Something must have happened to Rafols and Malabanan after they had sent their 24-hour show cause letter. Like Saul of Tarsus, a big voice from above must have thrown them off their white horses and sent them crushing to the ground.

The PSE, instead of simply giving in to San Miguel’s request for a day’s extension, give it three days more, or until 19 January, within which to respond. In addition, ever so helpful, PSE provided San Miguel with a long list of specific information to supply.  But, in that list of “information for the guidance of the investing public”, the PSE was no longer anxious to get a copy of the Option Agreement.  All that the PSE wanted was its “key terms,” eight of which were specified.
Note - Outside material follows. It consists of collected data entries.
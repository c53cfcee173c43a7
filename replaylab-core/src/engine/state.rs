//! Mutable run state and the run result.

use crate::domain::{Account, Position, TradeRecord};
use crate::metrics::TradeStats;
use serde::{Deserialize, Serialize};

/// Why a run stopped taking trades early.
#[derive(Debug, Clone, Copy, PartialEq, Eq, Serialize, Deserialize)]
#[serde(rename_all = "snake_case")]
pub enum HaltReason {
    /// Capital fell below the circuit-breaker fraction of initial capital.
    Ruin,
    /// Drawdown from peak exceeded the configured limit.
    DrawdownLimit,
}

/// How the bar loop ended.
#[derive(Debug, Clone, Copy, PartialEq, Eq, Default, Serialize, Deserialize)]
#[serde(tag = "status", rename_all = "snake_case")]
pub enum Termination {
    #[default]
    Completed,
    Halted { reason: HaltReason, bar_index: usize },
    Cancelled { bar_index: usize },
}

/// Counters for the entry path.
#[derive(Debug, Clone, Default, PartialEq, Eq, Serialize, Deserialize)]
pub struct EntryStats {
    pub long_signals: usize,
    pub short_signals: usize,
    pub entries: usize,
    pub instant_stops: usize,
    pub rejected_daily_limit: usize,
    pub rejected_zero_size: usize,
    pub rejected_invalid_stop: usize,
    /// Signal-supplied price outside the bar's range.
    pub rejected_unfillable: usize,
}

/// Mutable state that evolves bar-by-bar during the loop.
#[derive(Debug, Clone)]
pub struct EngineState {
    pub account: Account,
    pub positions: Vec<Position>,
    pub trades: Vec<TradeRecord>,
    pub equity_curve: Vec<f64>,
    pub entry_stats: EntryStats,
    pub termination: Termination,
}

impl EngineState {
    pub fn new(initial_capital: f64, expected_bars: usize) -> Self {
        Self {
            account: Account::new(initial_capital),
            positions: Vec::new(),
            trades: Vec::new(),
            equity_curve: Vec::with_capacity(expected_bars + 1),
            entry_stats: EntryStats::default(),
            termination: Termination::Completed,
        }
    }

    pub fn is_flat(&self) -> bool {
        self.positions.is_empty()
    }

    /// Append a realized trade and book it.
    pub fn book(&mut self, mut trade: TradeRecord) {
        self.account.apply_pnl(trade.pnl);
        self.account.record_exit(trade.exit_index);
        trade.capital_after = self.account.capital;
        self.trades.push(trade);
    }
}

/// Output of a completed (or halted / cancelled) backtest.
#[derive(Debug, Clone, Serialize, Deserialize)]
pub struct RunResult {
    pub symbol: String,
    pub timeframe: String,

    // ── Headline ──
    pub initial_capital: f64,
    pub final_capital: f64,
    pub total_return_pct: f64,
    pub monthly_return_pct: f64,
    pub max_drawdown_pct: f64,
    pub trade_count: usize,
    pub win_rate_pct: f64,
    pub avg_win_pct: f64,
    pub avg_loss_pct: f64,
    pub profit_factor: f64,

    // ── Detail ──
    pub stats: TradeStats,
    pub entry_stats: EntryStats,
    pub trades: Vec<TradeRecord>,
    /// Capital at the start of each processed bar, then one closing point.
    pub equity_curve: Vec<f64>,
    /// Positions still open when the loop ended (unrealized, not in capital).
    pub open_positions: Vec<Position>,

    // ── Run ──
    pub termination: Termination,
    pub first_bar_index: usize,
    pub bars_processed: usize,
    pub elapsed_days: f64,
}

impl RunResult {
    pub fn halted(&self) -> bool {
        matches!(self.termination, Termination::Halted { .. })
    }

    /// Bar index where a halt fired, if any.
    pub fn halt_bar(&self) -> Option<usize> {
        match self.termination {
            Termination::Halted { bar_index, .. } => Some(bar_index),
            _ => None,
        }
    }
}
//! Prior-window price channel and breakout conditions.
//!
//! The channel at bar t covers bars `t-period..t` (the current bar excluded),
//! so "close breaks the channel" compares today against the preceding window.

use super::{Indicator, VolumeRatio};
use crate::domain::{Bar, BarSeries, SeriesError};
use serde::{Deserialize, Serialize};

#[derive(Debug, Clone, Copy, PartialEq, Eq)]
pub enum ChannelBand {
    Upper,
    Lower,
}

/// Highest high (upper) or lowest low (lower) of the previous `period` bars.
#[derive(Debug, Clone)]
pub struct PriorChannel {
    period: usize,
    band: ChannelBand,
    name: String,
}

impl PriorChannel {
    pub fn upper(period: usize) -> Self {
        let period = period.max(1);
        Self {
            period,
            band: ChannelBand::Upper,
            name: format!("channel_high_{period}"),
        }
    }

    pub fn lower(period: usize) -> Self {
        let period = period.max(1);
        Self {
            period,
            band: ChannelBand::Lower,
            name: format!("channel_low_{period}"),
        }
    }
}

impl Indicator for PriorChannel {
    fn name(&self) -> &str {
        &self.name
    }

    fn lookback(&self) -> usize {
        self.period
    }

    fn compute(&self, bars: &[Bar]) -> Vec<f64> {
        let mut out = vec![f64::NAN; bars.len()];
        for t in self.period..bars.len() {
            let window = &bars[t - self.period..t];
            out[t] = match self.band {
                ChannelBand::Upper => window.iter().map(|b| b.high).fold(f64::MIN, f64::max),
                ChannelBand::Lower => window.iter().map(|b| b.low).fold(f64::MAX, f64::min),
            };
        }
        out
    }
}

/// Parameters for [`breakout_conditions`].
#[derive(Debug, Clone, Copy, PartialEq, Serialize, Deserialize)]
pub struct BreakoutParams {
    pub channel_period: usize,
    /// Minimum volume / rolling-mean volume; 0 disables the volume check.
    pub volume_threshold: f64,
    pub volume_period: usize,
}

impl Default for BreakoutParams {
    fn default() -> Self {
        Self {
            channel_period: 20,
            volume_threshold: 1.5,
            volume_period: 20,
        }
    }
}

/// Attach `long_breakout` / `short_breakout` flag columns.
///
/// Long when the close exceeds the prior channel high with a volume spike;
/// short when it falls below the prior channel low with a volume spike.
pub fn breakout_conditions(series: &mut BarSeries, params: &BreakoutParams) -> Result<(), SeriesError> {
    let bars = series.bars();
    let upper = PriorChannel::upper(params.channel_period).compute(bars);
    let lower = PriorChannel::lower(params.channel_period).compute(bars);
    let vol = VolumeRatio::new(params.volume_period).compute(bars);

    let spike = |t: usize| params.volume_threshold <= 0.0 || vol[t] > params.volume_threshold;
    let long: Vec<bool> = bars
        .iter()
        .enumerate()
        .map(|(t, b)| b.close > upper[t] && spike(t))
        .collect();
    let short: Vec<bool> = bars
        .iter()
        .enumerate()
        .map(|(t, b)| b.close < lower[t] && spike(t))
        .collect();

    series.insert_flag("long_breakout", long)?;
    series.insert_flag("short_breakout", short)?;
    Ok(())
}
When San Miguel replied on 19 January, some information, but not all that was requested in the PSE letter was provided to PSE.  Significantly, San Miguel did not, as it was required to do by the show cause letter, present any justification why it should not be penalized for violating Sections 1, 2, and 4.3 of the Revised Disclosure Rules, as well as the provisions of its Listings Agreement signed on 26 January 2000.

In addition to ignoring the show cause order, San Miguel continued to withhold a copy of the Option Agreement thereby continually precluding the investing public from the most expeditious way of verifying whether indeed the disclosures of San Miguel were in fact “full, fair, timely and accurate”.  By not so subtle an implication, San Miguel, by its defiance, reaffirmed its position that that its word on what the Option Agreement contains must be taken by the PSE and the public as a matter of faith.
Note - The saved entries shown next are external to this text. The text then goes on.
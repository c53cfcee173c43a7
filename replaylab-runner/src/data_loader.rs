//! Bar loading for the runner.
//!
//! A [`BarSource`] turns `(symbol, timeframe)` into a validated
//! [`BarSeries`]. Two sources exist:
//! - [`CsvSource`]: a header-first CSV file (`timestamp, open, high, low,
//!   close, volume`, then any number of feature columns)
//! - [`SyntheticSource`](crate::synthetic::SyntheticSource): seeded random walk
//!
//! Synthetic data is a developer-only mode. Results produced on it are
//! tagged so they are never mistaken for real replays.

use std::collections::BTreeMap;
use std::path::{Path, PathBuf};

use chrono::{DateTime, NaiveDateTime, TimeZone, Utc};
use replaylab_core::domain::{Bar, BarSeries, Column, SeriesError};
use thiserror::Error;
use tracing::{debug, warn};

use crate::config::{DataConfig, SourceConfig};
use crate::synthetic::SyntheticSource;

/// Errors from the data loading layer.
#[derive(Debug, Error)]
pub enum LoadError {
    #[error("failed to read {path}: {source}")]
    Io {
        path: PathBuf,
        #[source]
        source: std::io::Error,
    },

    #[error("csv error: {0}")]
    Csv(#[from] csv::Error),

    #[error("missing required column '{0}'")]
    MissingColumn(String),

    #[error("duplicate column '{0}' (headers are case-insensitive)")]
    DuplicateColumn(String),

    #[error("row {row}: cannot parse timestamp '{value}'")]
    BadTimestamp { row: usize, value: String },

    #[error("row {row}: cannot parse '{value}' in column '{column}'")]
    BadValue {
        row: usize,
        column: String,
        value: String,
    },

    #[error("unsupported timeframe '{0}'")]
    Timeframe(String),

    #[error("invalid bars: {0}")]
    Series(#[from] SeriesError),
}

/// Collaborator that produces a bar series.
pub trait BarSource: Send + Sync {
    fn name(&self) -> &str;

    fn load(&self, symbol: &str, timeframe: &str) -> Result<BarSeries, LoadError>;

    /// True for generated data.
    fn is_synthetic(&self) -> bool {
        false
    }
}

/// Result of loading bars, including provenance.
#[derive(Debug)]
pub struct LoadedData {
    pub series: BarSeries,
    /// BLAKE3 over every bar and column.
    pub dataset_hash: String,
    pub synthetic: bool,
}

/// Build the source a data config names.
pub fn source_for(config: &DataConfig) -> Box<dyn BarSource> {
    match &config.source {
        SourceConfig::Csv { path } => Box::new(CsvSource::new(path)),
        SourceConfig::Synthetic {
            seed,
            bars,
            start_price,
            volatility,
        } => Box::new(
            SyntheticSource::new(*seed, *bars)
                .with_start_price(*start_price)
                .with_volatility(*volatility),
        ),
    }
}

/// Load the configured series and fingerprint it.
pub fn load_bars(config: &DataConfig) -> Result<LoadedData, LoadError> {
    let source = source_for(config);
    let series = source.load(&config.symbol, &config.timeframe)?;
    if source.is_synthetic() {
        warn!(
            symbol = %config.symbol,
            "using synthetic data; results are tagged synthetic"
        );
    }
    debug!(source = source.name(), bars = series.len(), "bars loaded");
    Ok(LoadedData {
        dataset_hash: compute_dataset_hash(&series),
        synthetic: source.is_synthetic(),
        series,
    })
}

/// Deterministic BLAKE3 hash over bar data and feature columns.
///
/// Columns hash in name order, so insertion order does not matter.
pub fn compute_dataset_hash(series: &BarSeries) -> String {
    let mut hasher = blake3::Hasher::new();
    hasher.update(series.symbol().as_bytes());
    hasher.update(series.timeframe().as_bytes());
    for bar in series.bars() {
        hasher.update(&bar.timestamp.timestamp_millis().to_le_bytes());
        hasher.update(&bar.open.to_le_bytes());
        hasher.update(&bar.high.to_le_bytes());
        hasher.update(&bar.low.to_le_bytes());
        hasher.update(&bar.close.to_le_bytes());
        hasher.update(&bar.volume.to_le_bytes());
    }
    for name in series.column_names() {
        hasher.update(name.as_bytes());
        match series.column(name) {
            Some(Column::Numeric(values)) => {
                for v in values {
                    hasher.update(&v.to_le_bytes());
                }
            }
            Some(Column::Flag(values)) => {
                for &v in values {
                    hasher.update(&[u8::from(v)]);
                }
            }
            None => {}
        }
    }
    hasher.finalize().to_hex().to_string()
}

// ── CSV ──────────────────────────────────────────────────────────────

const TIMESTAMP: &str = "timestamp";
const OHLCV: [&str; 5] = ["open", "high", "low", "close", "volume"];

/// Reads bars from a CSV file with a header row.
///
/// Timestamps may be RFC 3339, `YYYY-MM-DD HH:MM:SS` (UTC), or integer
/// epoch milliseconds. Extra columns become feature columns: all-boolean
/// columns (`true`/`false`) become flags, the rest numeric, with empty
/// cells read as `NaN`.
#[derive(Debug, Clone)]
pub struct CsvSource {
    path: PathBuf,
}

impl CsvSource {
    pub fn new(path: impl AsRef<Path>) -> Self {
        Self {
            path: path.as_ref().to_path_buf(),
        }
    }

    pub fn read_str(&self, text: &str, symbol: &str, timeframe: &str) -> Result<BarSeries, LoadError> {
        parse_csv(csv::Reader::from_reader(text.as_bytes()), symbol, timeframe)
    }
}

impl BarSource for CsvSource {
    fn name(&self) -> &str {
        "csv"
    }

    fn load(&self, symbol: &str, timeframe: &str) -> Result<BarSeries, LoadError> {
        let file = std::fs::File::open(&self.path).map_err(|source| LoadError::Io {
            path: self.path.clone(),
            source,
        })?;
        parse_csv(csv::Reader::from_reader(file), symbol, timeframe)
    }
}

fn parse_csv<R: std::io::Read>(
    mut reader: csv::Reader<R>,
    symbol: &str,
    timeframe: &str,
) -> Result<BarSeries, LoadError> {
    let headers: Vec<String> = reader
        .headers()?
        .iter()
        .map(|h| h.trim().to_ascii_lowercase())
        .collect();
    for (i, h) in headers.iter().enumerate() {
        if headers[..i].contains(h) {
            return Err(LoadError::DuplicateColumn(h.clone()));
        }
    }
    let find = |name: &str| {
        headers
            .iter()
            .position(|h| h == name)
            .ok_or_else(|| LoadError::MissingColumn(name.to_string()))
    };
    let ts_idx = find(TIMESTAMP)?;
    let ohlcv_idx = OHLCV.map(find);
    let [open_i, high_i, low_i, close_i, vol_i] = match ohlcv_idx {
        [Ok(a), Ok(b), Ok(c), Ok(d), Ok(e)] => [a, b, c, d, e],
        other => {
            let missing = other.into_iter().find_map(Result::err);
            return Err(missing.unwrap_or_else(|| LoadError::MissingColumn("ohlcv".into())));
        }
    };
    let extra: Vec<usize> = (0..headers.len())
        .filter(|i| *i != ts_idx && !OHLCV.contains(&headers[*i].as_str()))
        .collect();

    let mut bars = Vec::new();
    let mut raw: BTreeMap<usize, Vec<String>> = extra.iter().map(|&i| (i, Vec::new())).collect();

    for (row, record) in reader.records().enumerate() {
        let record = record?;
        let cell = |i: usize| record.get(i).unwrap_or("").trim();
        let number = |i: usize| -> Result<f64, LoadError> {
            cell(i).parse::<f64>().map_err(|_| LoadError::BadValue {
                row,
                column: headers[i].clone(),
                value: cell(i).to_string(),
            })
        };
        bars.push(Bar::new(
            parse_timestamp(cell(ts_idx), row)?,
            number(open_i)?,
            number(high_i)?,
            number(low_i)?,
            number(close_i)?,
            number(vol_i)?,
        ));
        for (&i, values) in raw.iter_mut() {
            values.push(cell(i).to_string());
        }
    }

    let mut series = BarSeries::new(symbol, timeframe, bars)?;
    for (i, values) in raw {
        let column = parse_column(&headers[i], &values)?;
        series.insert_column(headers[i].clone(), column)?;
    }
    Ok(series)
}

fn parse_timestamp(value: &str, row: usize) -> Result<DateTime<Utc>, LoadError> {
    if let Ok(t) = DateTime::parse_from_rfc3339(value) {
        return Ok(t.with_timezone(&Utc));
    }
    if let Ok(t) = NaiveDateTime::parse_from_str(value, "%Y-%m-%d %H:%M:%S") {
        return Ok(Utc.from_utc_datetime(&t));
    }
    value
        .parse::<i64>()
        .ok()
        .and_then(|ms| Utc.timestamp_millis_opt(ms).single())
        .ok_or_else(|| LoadError::BadTimestamp {
            row,
            value: value.to_string(),
        })
}

fn parse_bool(value: &str) -> Option<bool> {
    match value.to_ascii_lowercase().as_str() {
        "true" => Some(true),
        "false" => Some(false),
        _ => None,
    }
}

fn parse_column(name: &str, values: &[String]) -> Result<Column, LoadError> {
    let non_empty = values.iter().filter(|v| !v.is_empty());
    let all_bool = non_empty.clone().count() > 0 && non_empty.clone().all(|v| parse_bool(v).is_some());
    if all_bool {
        return Ok(Column::Flag(
            values.iter().map(|v| parse_bool(v).unwrap_or(false)).collect(),
        ));
    }
    values
        .iter()
        .enumerate()
        .map(|(row, v)| {
            if v.is_empty() {
                return Ok(f64::NAN);
            }
            v.parse::<f64>().map_err(|_| LoadError::BadValue {
                row,
                column: name.to_string(),
                value: v.clone(),
            })
        })
        .collect::<Result<Vec<_>, _>>()
        .map(Column::Numeric)
}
PSE did not seem to mind being defied by San Miguel.  It continued with its stance of exemplary meekness and was content just “to request if there is a provision in the Agreement pertaining to the terms and conditions of payment of the exercise price of the shares.” And, if such provision existed, PSE was content if San Miguel were to “kindly provide the Exchange the complete information on the matter.”
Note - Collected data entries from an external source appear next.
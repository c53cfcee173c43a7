//! ReplayLab CLI: run, sweep, and synthetic data commands.
//!
//! Commands:
//! - `run`: execute a backtest from a TOML config file and save artifacts
//! - `sweep`: run a parameter grid over one config and print a leaderboard
//! - `synth`: write a seeded synthetic OHLCV series as CSV
//!
//! Logging goes to stderr; `RUST_LOG` overrides the `-v` level.

use anyhow::{Context, Result};
use clap::{Parser, Subcommand};
use replaylab_runner::data_loader::BarSource;
use replaylab_runner::{
    export_bars_csv, export_sweep_csv, run_single_backtest, save_artifacts, BacktestResult,
    FitnessMetric, ParamGrid, ParamSweep, RunConfig, SyntheticSource,
};
use std::path::{Path, PathBuf};
use tracing::info;
use tracing_subscriber::EnvFilter;

#[derive(Parser)]
#[command(
    name = "replaylab",
    about = "ReplayLab CLI: bar-replay backtesting for crypto perpetuals"
)]
struct Cli {
    /// More log output (-v debug, -vv trace).
    #[arg(short, long, action = clap::ArgAction::Count, global = true)]
    verbose: u8,

    #[command(subcommand)]
    command: Commands,
}

#[derive(Subcommand)]
enum Commands {
    /// Execute a backtest from a TOML config file.
    Run {
        /// Path to a TOML config file.
        #[arg(long)]
        config: PathBuf,

        /// Override the config's simulation window.
        #[arg(long)]
        days: Option<u32>,

        /// Output directory for artifacts.
        #[arg(long, default_value = "results")]
        output_dir: PathBuf,

        /// Print the summary only; write nothing.
        #[arg(long, default_value_t = false)]
        no_save: bool,
    },
    /// Run a parameter grid over one config.
    Sweep {
        /// Path to a TOML config file (the grid's base point).
        #[arg(long)]
        config: PathBuf,

        /// Ranking metric.
        #[arg(long, default_value_t = FitnessMetric::MonthlyReturn)]
        metric: FitnessMetric,

        /// Leaderboard rows to print.
        #[arg(long, default_value_t = 10)]
        top: usize,

        /// Risk per trade values (comma separated).
        #[arg(long, value_delimiter = ',')]
        risk: Vec<f64>,

        /// ATR stop multipliers.
        #[arg(long, value_delimiter = ',')]
        stop_mult: Vec<f64>,

        /// Take-profit reward ratios.
        #[arg(long, value_delimiter = ',')]
        reward: Vec<f64>,

        /// Cooldown bar counts.
        #[arg(long, value_delimiter = ',')]
        cooldown: Vec<usize>,

        /// Use the built-in crypto grid for axes not given explicitly.
        #[arg(long, default_value_t = false)]
        default_grid: bool,

        /// Run grid points one at a time.
        #[arg(long, default_value_t = false)]
        sequential: bool,

        /// Write leaderboard.csv and the best run's artifacts here.
        #[arg(long)]
        output_dir: Option<PathBuf>,
    },
    /// Write a seeded synthetic OHLCV series as CSV.
    Synth {
        /// Output CSV path.
        #[arg(long)]
        output: PathBuf,

        #[arg(long, default_value = "BTCUSDT")]
        symbol: String,

        #[arg(long, default_value = "15m")]
        timeframe: String,

        #[arg(long, default_value_t = 5_000)]
        bars: usize,

        #[arg(long, default_value_t = 42)]
        seed: u64,

        #[arg(long, default_value_t = 30_000.0)]
        start_price: f64,

        /// Max absolute close-to-close return per bar.
        #[arg(long, default_value_t = 0.01)]
        volatility: f64,
    },
}

fn main() -> Result<()> {
    let cli = Cli::parse();
    init_tracing(cli.verbose);

    match cli.command {
        Commands::Run {
            config,
            days,
            output_dir,
            no_save,
        } => run_cmd(&config, days, (!no_save).then_some(output_dir.as_path())),
        Commands::Sweep {
            config,
            metric,
            top,
            risk,
            stop_mult,
            reward,
            cooldown,
            default_grid,
            sequential,
            output_dir,
        } => {
            let mut grid = if default_grid {
                ParamGrid::default_crypto()
            } else {
                ParamGrid::default()
            };
            override_axis(&mut grid.risk_per_trade, risk);
            override_axis(&mut grid.stop_multipliers, stop_mult);
            override_axis(&mut grid.reward_ratios, reward);
            override_axis(&mut grid.cooldown_bars, cooldown);
            sweep_cmd(&config, &grid, metric, top, !sequential, output_dir.as_deref())
        }
        Commands::Synth {
            output,
            symbol,
            timeframe,
            bars,
            seed,
            start_price,
            volatility,
        } => {
            let source = SyntheticSource::new(seed, bars)
                .with_start_price(start_price)
                .with_volatility(volatility);
            synth_cmd(&source, &symbol, &timeframe, &output)
        }
    }
}

fn init_tracing(verbose: u8) {
    let level = match verbose {
        0 => "info",
        1 => "debug",
        _ => "trace",
    };
    let filter = EnvFilter::try_from_default_env().unwrap_or_else(|_| EnvFilter::new(level));
    tracing_subscriber::fmt()
        .with_env_filter(filter)
        .with_writer(std::io::stderr)
        .with_target(false)
        .init();
}

fn override_axis<T>(axis: &mut Vec<T>, values: Vec<T>) {
    if !values.is_empty() {
        *axis = values;
    }
}

fn run_cmd(config_path: &Path, days: Option<u32>, output_dir: Option<&Path>) -> Result<()> {
    let mut config = RunConfig::from_file(config_path)?;
    if days.is_some() {
        config.data.simulation_days = days;
    }

    let result = run_single_backtest(&config)
        .with_context(|| format!("backtest failed for {}", config_path.display()))?;
    print_summary(&result);

    if let Some(dir) = output_dir {
        let run_dir = save_artifacts(&result, dir)?;
        println!("Artifacts saved to: {}", run_dir.display());
    }
    Ok(())
}

fn sweep_cmd(
    config_path: &Path,
    grid: &ParamGrid,
    metric: FitnessMetric,
    top: usize,
    parallel: bool,
    output_dir: Option<&Path>,
) -> Result<()> {
    let base = RunConfig::from_file(config_path)?;
    info!(points = grid.size(&base), metric = %metric, "sweep grid");

    let results = ParamSweep::new()
        .with_parallelism(parallel)
        .sweep(grid, &base)?;

    println!();
    println!("=== Sweep: {} points, ranked by {metric} ===", results.len());
    println!(
        "{:>4} {:<12} {:>6} {:>16} {:>6} {:>4} {:>7} {:>9} {:>8} {:>12}",
        "#", "Run", "Risk", "Stop", "R:R", "CD", "Trades", "Monthly%", "MaxDD%", "Score"
    );
    println!("{}", "-".repeat(94));
    for (rank, r) in results.top_n(metric, top).into_iter().enumerate() {
        let e = &r.config.engine;
        println!(
            "{:>4} {:<12} {:>6.3} {:>16} {:>6.2} {:>4} {:>7} {:>9.2} {:>8.2} {:>12.4}",
            rank + 1,
            r.short_id(),
            e.risk_per_trade,
            stop_label(&e.stop_rule),
            e.take_profit_reward_ratio,
            e.cooldown_bars,
            r.result.trade_count,
            r.result.monthly_return_pct,
            r.result.max_drawdown_pct,
            metric.score(&r.result),
        );
    }

    if let Some(dir) = output_dir {
        std::fs::create_dir_all(dir)
            .with_context(|| format!("failed to create {}", dir.display()))?;
        let path = dir.join("leaderboard.csv");
        std::fs::write(&path, export_sweep_csv(&results, metric)?)
            .with_context(|| format!("failed to write {}", path.display()))?;
        println!("Leaderboard saved to: {}", path.display());
        if let Some(best) = results.best(metric) {
            let run_dir = save_artifacts(best, dir)?;
            println!("Best run saved to: {}", run_dir.display());
        }
    }
    Ok(())
}

fn synth_cmd(source: &SyntheticSource, symbol: &str, timeframe: &str, output: &Path) -> Result<()> {
    let series = source.load(symbol, timeframe)?;
    if let Some(parent) = output.parent().filter(|p| !p.as_os_str().is_empty()) {
        std::fs::create_dir_all(parent)
            .with_context(|| format!("failed to create {}", parent.display()))?;
    }
    std::fs::write(output, export_bars_csv(&series)?)
        .with_context(|| format!("failed to write {}", output.display()))?;
    println!(
        "Wrote {} synthetic {timeframe} bars for {symbol} to {}",
        series.len(),
        output.display()
    );
    Ok(())
}

fn stop_label(rule: &replaylab_core::engine::StopRule) -> String {
    use replaylab_core::engine::StopRule;
    match rule {
        StopRule::AtrMultiple { column, multiplier } => format!("{multiplier}x {column}"),
        StopRule::Percent { pct } => format!("{:.2}%", pct * 100.0),
    }
}

fn print_summary(result: &BacktestResult) {
    let r = &result.result;
    println!();
    println!("=== Backtest Result ===");
    println!("Symbol:         {} ({})", r.symbol, r.timeframe);
    println!("Signal:         {}", result.signal);
    println!("Run ID:         {}", result.short_id());
    println!(
        "Bars:           {} from index {} ({} warmup, {:.1} days)",
        r.bars_processed, r.first_bar_index, result.warmup_bars, r.elapsed_days
    );
    println!("Trades:         {}", r.trade_count);
    println!();
    println!("--- Performance ---");
    println!("Final Capital:  {:.2}", r.final_capital);
    println!("Total Return:   {:.2}%", r.total_return_pct);
    println!("Monthly Return: {:.2}%", r.monthly_return_pct);
    println!("Max Drawdown:   {:.2}%", r.max_drawdown_pct);
    println!("Win Rate:       {:.1}%", r.win_rate_pct);
    println!("Avg Win/Loss:   {:.3}% / {:.3}%", r.avg_win_pct, r.avg_loss_pct);
    println!("Profit Factor:  {:.2}", r.profit_factor);
    println!("Sharpe:         {:.3}", r.stats.sharpe);
    if let Some(bar) = r.halt_bar() {
        println!();
        println!("HALTED at bar {bar}: {:?}", r.termination);
    }
    if !r.open_positions.is_empty() {
        println!("Open positions: {} (unrealized)", r.open_positions.len());
    }
    if result.synthetic {
        println!();
        println!("WARNING: Results based on SYNTHETIC data");
    }
    println!();
}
Noteworthy, once more, is that PSE refrained from asking for a copy of the Option Agreement. It continued to be satisfied with being thrown, at San Miguel’s pleasure, bits and pieces about it.

On 26 January, San Miguel responded and described how the option was to be exercised. But in no uncertain terms, it told PSE  that that letter was going to be its last word on the matter. San Miguel’s Corporate Information Officer, Ferdinand K. Constantino, concluded his letter to PSE, as follows:

“With this response and our responses to the various prior requests for information and clarification of the Exchange, we deem that the Company has fully complied with the disclosure requirements of the Exchange, including Sections 1, 2 and 4.3 of the Revised Disclosure rules, in relation to the Option Agreement.”

“That’s all, folks. Now, please, shut up,” San Miguel seemed to say to PSE.

How can Rafols and Malabanan, who are the investing public’s first line of defense against the dark forces of the corporate jungle and the keeper of the gates, be permitted to take  San Miguel’s intransigence so meekly and with nary a whimper?

That’s it? No reprimand directed at Rafols and Malabanan from the PSE Board for not insisting that San Miguel show the Option Agreement itself?  That’s all?   The investing public gets from San Miguel, only what San Miguel allows it to get?

The state of affairs is not acceptable.  With due apologies to Marcellus of Shakespeare’s Macbeth, something is rotten in the state of the Exchange.